Praticamente Montante, siccome avevo
scritto una nota nei confronti di Catanzaro sull’emergenza rifiuti, prende
posizione contro di me per difendere l’amico. Lumia cerca di mediare, Lo Bello
sta zitto. Alla fine si calmano le acque, l’indomani mattina mi vedo a Tusa con
Crocetta e gli dico: “Rosario, non puoi consentire una cosa del genere”. E
Crocetta? “Cambiò discorso”. Ma perchè l’ha nominata assessore? “Sono convinto
che Crocetta fosse certo che tramite Lumia (con il quale ero in sintonia quando
era vice presidente della Commissione parlamentare antimafia) potesse
controllarmi”
di Luciano Mirone
11 novembre 2014
Dopo sette mesi dal suo
siluramento punta il dito contro il governatore Rosario Crocetta, contro i
vertici di Confindustria Sicilia – ovvero il vice presidente Giuseppe
Catanzaro e il presidente Antonello Montante –, contro il vice
presidente di Confindustria nazionale Ivan Lo Bello, contro il senatore
del Pd Giuseppe Lumia, contro alcuni funzionari regionali che avrebbero
“firmato atti palesemente illegittimi”. Tante le accuse: dal rilascio delle
autorizzazioni alle “manovre messe in atto per evitare la realizzazione delle
piattaforme pubbliche per favorire le discariche private, specie quella
di Siculiana (Agrigento), gestita dal vice presidente di
Confindustria Sicilia”.
Detto e sottoscritto
da Nicolò Marino, ex assessore del Governo Crocetta con delega
ai Rifiuti, all’Acqua e all’Energia, dal 12 dicembre 2012 al 14
aprile scorso.
Oggi Marino rompe un
lungo silenzio e in questa intervista spiega molti retroscena legati allo
scandalo della spazzatura nell’isola. “Non sappiamo cosa c’è dentro le nostre
discariche e nel nostro sottosuolo, potrebbero anche esserci rifiuti
pericolosi: in questi anni non è stato controllato nulla né dall’Arpa, né dalle
Province.
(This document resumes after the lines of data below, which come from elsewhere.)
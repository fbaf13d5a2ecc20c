//! API server entry point.

use api::AppStore;
use api::config::Config;
use metrics_exporter_prometheus::PrometheusHandle;
use sqlx::postgres::PgPoolOptions;
use store::{InMemoryStore, PostgresStore};
use tokio::signal;
use tracing_subscriber::EnvFilter;
use tracing_subscriber::layer::SubscriberExt;
use tracing_subscriber::util::SubscriberInitExt;

/// Waits for a shutdown signal (SIGINT or SIGTERM).
async fn shutdown_signal() {
    let ctrl_c = async {
        signal::ctrl_c()
            .await
            .expect("failed to install SIGINT handler");
    };

    #[cfg(unix)]
    let terminate = async {
        signal::unix::signal(signal::unix::SignalKind::terminate())
            .expect("failed to install SIGTERM handler")
            .recv()
            .await;
    };

    #[cfg(not(unix))]
    let terminate = std::future::pending::<()>();

    tokio::select! {
        () = ctrl_c => {
            tracing::info!("received SIGINT, starting graceful shutdown");
        }
        () = terminate => {
            tracing::info!("received SIGTERM, starting graceful shutdown");
        }
    }
}

async fn serve<S: AppStore>(store: S, config: &Config, metrics_handle: PrometheusHandle) {
    let state = api::create_default_state(store, config);
    let app = api::create_app(state, metrics_handle);

    let addr = config.addr();
    tracing::info!(%addr, "starting API server");

    let listener = tokio::net::TcpListener::bind(&addr)
        .await
        .expect("failed to bind address");
    axum::serve(listener, app)
        .with_graceful_shutdown(shutdown_signal())
        .await
        .expect("server error");
}

#[tokio::main]
async fn main() {
    let config = Config::from_env();

    // 1. Initialize tracing
    tracing_subscriber::registry()
        .with(
            EnvFilter::try_from_default_env()
                .unwrap_or_else(|_| EnvFilter::new(&config.log_level)),
        )
        .with(tracing_subscriber::fmt::layer())
        .init();

    // 2. Install Prometheus metrics recorder
    let metrics_handle = metrics_exporter_prometheus::PrometheusBuilder::new()
        .install_recorder()
        .expect("failed to install Prometheus recorder");

    // 3. Pick the storage backend and serve
    match &config.database_url {
        Some(url) => {
            let pool = PgPoolOptions::new()
                .max_connections(config.database_max_connections)
                .connect(url)
                .await
                .expect("failed to connect to database");
            let store = PostgresStore::new(pool);
            store
                .run_migrations()
                .await
                .expect("failed to run migrations");
            tracing::info!("using PostgreSQL store");
            serve(store, &config, metrics_handle).await;
        }
        None => {
            tracing::warn!("DATABASE_URL not set, using in-memory store");
            serve(InMemoryStore::new(), &config, metrics_handle).await;
        }
    }

    tracing::info!("server shut down gracefully");
}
Un affare gigantesco come questo non poteva lasciare indifferente la
criminalità organizzata, che a Mazzarrà Sant’Andrea, per esempio, ha scaricato
l’immondizia della Campania”.
È un fiume in piena l’ex
magistrato. “Non voglio che passi il messaggio (come il presidente Crocetta ha
cercato di fare anche in questi giorni) di essermi occupato, durante il mio
mandato, solo della discarica di Siculiana per un pregiudizio nei confronti di
Giuseppe Catanzaro, trascurando quelle di Mazzarrà Sant’Andrea (nei giorni
scorsi sottoposta a sequestro preventivo) e di Motta Sant’Anastasia (anche
questa formalmente chiusa)”. Un’accusa che Marino respinge al
mittente proprio nei giorni in cui – con le inchieste della magistratura e
della Commissione nazionale antimafia – i nodi dell’“affaire
spazzatura” stanno venendo al pettine.
“La verità –
dice Marino – è che mi sono occupato a trecentosessanta gradi del
ciclo dei rifiuti, cercando delle soluzioni finalizzate al risparmio e al bene
comune”.
A difendere l’ex assessore
scendono in campo i sindaci di Furnari, Mario Foti, e di Misterbianco, Nino
Di Guardo, che da anni lottano per la chiusura degli impianti di Mazzarrà e di
Motta: “Crocetta – dichiarano all’unisono – ha buttato fuori l’ex assessore
Marino che stava portando avanti una seria azione di rinnovamento e di
trasparenza”.
“Va ricordato al presidente
Crocetta – afferma Marino – che una delle più grosse autorizzazioni
rilasciate (3 milioni di metri cubi di volume) è stata concessa nel 2009 a
favore della discarica del vice presidente di Confindustria Sicilia”.
E poi: “Catanzaro è il primo
imprenditore dell’isola a sferrare l’attacco più grave al governo Crocetta.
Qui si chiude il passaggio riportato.